Les enfants qui fréquentent Autisme Maurice ont droit à une éducation spécialisée, conçue pour les autistes, et adaptée individuellement à chaque élève à travers un Individual Educational Programme (IEP). Cette pédagogie est mise en place par une équipe de professionnels, composée de psychologues, de thérapeutes et d’éducateurs. Ici, les bénéficiaires apprennent à dépendre d’eux-mêmes et sont exposés à des gestes quotidiens de base, comme se brosser les dents ou se baigner sans l’aide de personne. Ils sont aussi initiés à l’équitation à travers la horse riding therapy et s’occupent du toilettage des chevaux.
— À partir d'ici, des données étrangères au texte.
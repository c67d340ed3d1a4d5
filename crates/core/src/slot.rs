// SPDX-License-Identifier: BUSL-1.1
// Copyright (c) 2026 Alfred Jean LLC

//! `slots` and `slot-options` messages.

use std::sync::LazyLock;

use fah_pyon::Value;
use serde::Serialize;

use crate::mapping::convert;
use crate::{
    fill_list, ClientSubType, ClientType, ConversionError, CorePriority, Mapped, MaxPacketSize,
    PropertyTable, SlotStatus, SlotType, TypeMappingError,
};

/// One configured compute slot.
#[derive(Debug, Clone, Default, Serialize)]
pub struct Slot {
    /// Slot number, sent as zero-padded text (`"00"`).
    pub id: Option<i32>,
    pub status: SlotStatus,
    pub description: Option<String>,
    /// Slot kind, taken from the leading word of `description`.
    pub slot_type: SlotType,
    pub options: SlotOptions,
    pub reason: Option<String>,
    pub idle: Option<bool>,
    pub errors: Vec<ConversionError>,
}

/// Per-slot overrides of client options.
#[derive(Debug, Clone, Default, Serialize)]
pub struct SlotOptions {
    pub client_type: ClientType,
    pub client_subtype: ClientSubType,
    pub cpu_usage: Option<i32>,
    pub machine_id: Option<i32>,
    pub max_packet_size: MaxPacketSize,
    pub core_priority: CorePriority,
    pub next_unit_percentage: Option<i32>,
    pub max_units: Option<i32>,
    pub checkpoint: Option<i32>,
    pub pause_on_start: Option<bool>,
    pub gpu_index: Option<String>,
    pub gpu_usage: Option<i32>,
    pub cpus: Option<i32>,
    pub paused: Option<bool>,
    pub idle: Option<bool>,
    pub cuda_index: Option<String>,
    pub opencl_index: Option<String>,
    pub errors: Vec<ConversionError>,
}

crate::message_object!(Slot, SlotOptions);

fn slot_type(value: &Value) -> Result<SlotType, String> {
    convert::text(value).map(|s| SlotType::from_description(&s))
}

static SLOT_TABLE: LazyLock<PropertyTable<Slot>> = LazyLock::new(|| {
    PropertyTable::<Slot>::builder()
        .field("Id", "id", convert::int32, |s, v| s.id = Some(v))
        .field("Status", "status", convert::token::<SlotStatus>, |s, v| s.status = v)
        .field("Description", "description", convert::text, |s, v| s.description = Some(v))
        .field("SlotType", "description", slot_type, |s, v| s.slot_type = v)
        .nested::<SlotOptions>("SlotOptions", "options", |s, o| s.options = o)
        .field("Reason", "reason", convert::text, |s, v| s.reason = Some(v))
        .field("Idle", "idle", convert::boolean, |s, v| s.idle = Some(v))
        .build()
});

static SLOT_OPTIONS_TABLE: LazyLock<PropertyTable<SlotOptions>> = LazyLock::new(|| {
    PropertyTable::<SlotOptions>::builder()
        .field("ClientType", "client-type", convert::token::<ClientType>, |o, v| {
            o.client_type = v
        })
        .field("ClientSubType", "client-subtype", convert::token::<ClientSubType>, |o, v| {
            o.client_subtype = v
        })
        .field("CpuUsage", "cpu-usage", convert::int32, |o, v| o.cpu_usage = Some(v))
        .field("MachineId", "machine-id", convert::int32, |o, v| o.machine_id = Some(v))
        .field("MaxPacketSize", "max-packet-size", convert::token::<MaxPacketSize>, |o, v| {
            o.max_packet_size = v
        })
        .field("CorePriority", "core-priority", convert::token::<CorePriority>, |o, v| {
            o.core_priority = v
        })
        .field("NextUnitPercentage", "next-unit-percentage", convert::int32, |o, v| {
            o.next_unit_percentage = Some(v)
        })
        .field("MaxUnits", "max-units", convert::int32, |o, v| o.max_units = Some(v))
        .field("Checkpoint", "checkpoint", convert::int32, |o, v| o.checkpoint = Some(v))
        .field("PauseOnStart", "pause-on-start", convert::boolean, |o, v| {
            o.pause_on_start = Some(v)
        })
        .field("GpuIndex", "gpu-index", convert::text, |o, v| o.gpu_index = Some(v))
        .field("GpuUsage", "gpu-usage", convert::int32, |o, v| o.gpu_usage = Some(v))
        .field("Cpus", "cpus", convert::int32, |o, v| o.cpus = Some(v))
        .field("Paused", "paused", convert::boolean, |o, v| o.paused = Some(v))
        .field("Idle", "idle", convert::boolean, |o, v| o.idle = Some(v))
        .field("CudaIndex", "cuda-index", convert::text, |o, v| o.cuda_index = Some(v))
        .field("OpenclIndex", "opencl-index", convert::text, |o, v| o.opencl_index = Some(v))
        .build()
});

impl Mapped for Slot {
    fn property_table() -> &'static PropertyTable<Self> {
        &SLOT_TABLE
    }
}

impl Mapped for SlotOptions {
    fn property_table() -> &'static PropertyTable<Self> {
        &SLOT_OPTIONS_TABLE
    }
}

/// Ordered slots from one `slots` message.
///
/// The element type defaults to [`Slot`]; any [`Mapped`] type can be used
/// to read extra properties from each element.
#[derive(Debug, Clone, Default, Serialize)]
#[serde(transparent)]
pub struct SlotCollection<T = Slot> {
    slots: Vec<T>,
}

impl<T: Mapped> SlotCollection<T> {
    /// Fill one fresh `T` per list element, in wire order.
    pub fn from_value(tree: &Value) -> Result<Self, TypeMappingError> {
        let slots = fill_list::<T>(tree)?;
        let failed = slots.iter().filter(|s| !s.errors().is_empty()).count();
        if failed > 0 {
            tracing::debug!(slots = slots.len(), failed, "slots mapped with conversion errors");
        }
        Ok(Self { slots })
    }

    /// Conversion errors across every element.
    pub fn errors(&self) -> impl Iterator<Item = &ConversionError> {
        self.slots.iter().flat_map(|s| s.errors())
    }
}

impl<T> SlotCollection<T> {
    pub fn iter(&self) -> std::slice::Iter<'_, T> {
        self.slots.iter()
    }

    pub fn len(&self) -> usize {
        self.slots.len()
    }

    pub fn is_empty(&self) -> bool {
        self.slots.is_empty()
    }

    pub fn as_slice(&self) -> &[T] {
        &self.slots
    }

    pub fn into_vec(self) -> Vec<T> {
        self.slots
    }
}

impl SlotCollection<Slot> {
    pub fn by_id(&self, id: i32) -> Option<&Slot> {
        self.slots.iter().find(|s| s.id == Some(id))
    }
}

impl<'a, T> IntoIterator for &'a SlotCollection<T> {
    type Item = &'a T;
    type IntoIter = std::slice::Iter<'a, T>;

    fn into_iter(self) -> Self::IntoIter {
        self.slots.iter()
    }
}

#[cfg(test)]
#[path = "slot_tests.rs"]
mod tests;
// SPDX-License-Identifier: BUSL-1.1
// Copyright (c) 2026 Alfred Jean LLC

use fah_core::{ClientSubType, ClientType, CorePriority, MaxPacketSize, MessageError, Options};

use crate::prelude::*;

#[test]
fn client_7_4_options_map() {
    let options: Options = mapped("client-v7.4.4/options.txt");
    assert!(options.errors.is_empty(), "{:?}", options.errors);
    assert_eq!(options.user.as_deref(), Some("harlam357"));
    assert_eq!(options.team, Some(32));
    assert_eq!(options.passkey.as_deref(), Some(""));
    assert_eq!(options.client_type, ClientType::Normal);
    assert_eq!(options.client_subtype, ClientSubType::StdCli);
    assert_eq!(options.core_priority, CorePriority::Idle);
    assert_eq!(options.max_packet_size, MaxPacketSize::Normal);
    assert_eq!(options.smp, Some(true));
    assert_eq!(options.checkpoint, Some(15));
}

#[test]
fn missing_body_is_rejected_before_decoding() {
    for body in ["", "   \n"] {
        let err = parse::<Options>(body).unwrap_err();
        assert!(matches!(err, MessageError::Argument(_)), "{err}");
    }
}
Elle précise toutefois que ces enfants ont besoin d’une surveillance continue. « Je dois surveiller mon fils chaque 5 minutes pour voir ce qu’il est en train de faire. S’il fait du bruit, c’est bien mais par contre, s’il est silencieux, cela veut dire qu’il est en train de concocter quelque chose », explique cette mère.

Géraldine Aliphon voit plus grand. Cette habitante de Crève-Cœur encourage les parents à s’impliquer plus dans l’éducation de leurs progénitures. Elle demande aussi à ce que l’État investisse davantage dans l’éducation des handicapés au même titre que pour les enfants dits normaux. « Mon fils est un citoyen de ce pays, il a droit à une éducation de qualité », souligne-t-elle. Pour elle, c’est inacceptable qu’un pays comme Maurice, qui investit autant dans les développements infrastructurels, n’investisse pas dans l’éducation des enfants handicapés.

Valeur du jour, on ne peut que déplorer l’absence de toute statistique sur le nombre d’enfants atteints d’autisme à Maurice. En extrapolant sur les chiffres de l’Organisation mondiale de la Santé, selon lesquels 1 % de la population mondiale souffre d’autisme, on arriverait à environ 11 000 personnes à Maurice qui souffriraient de ce handicap.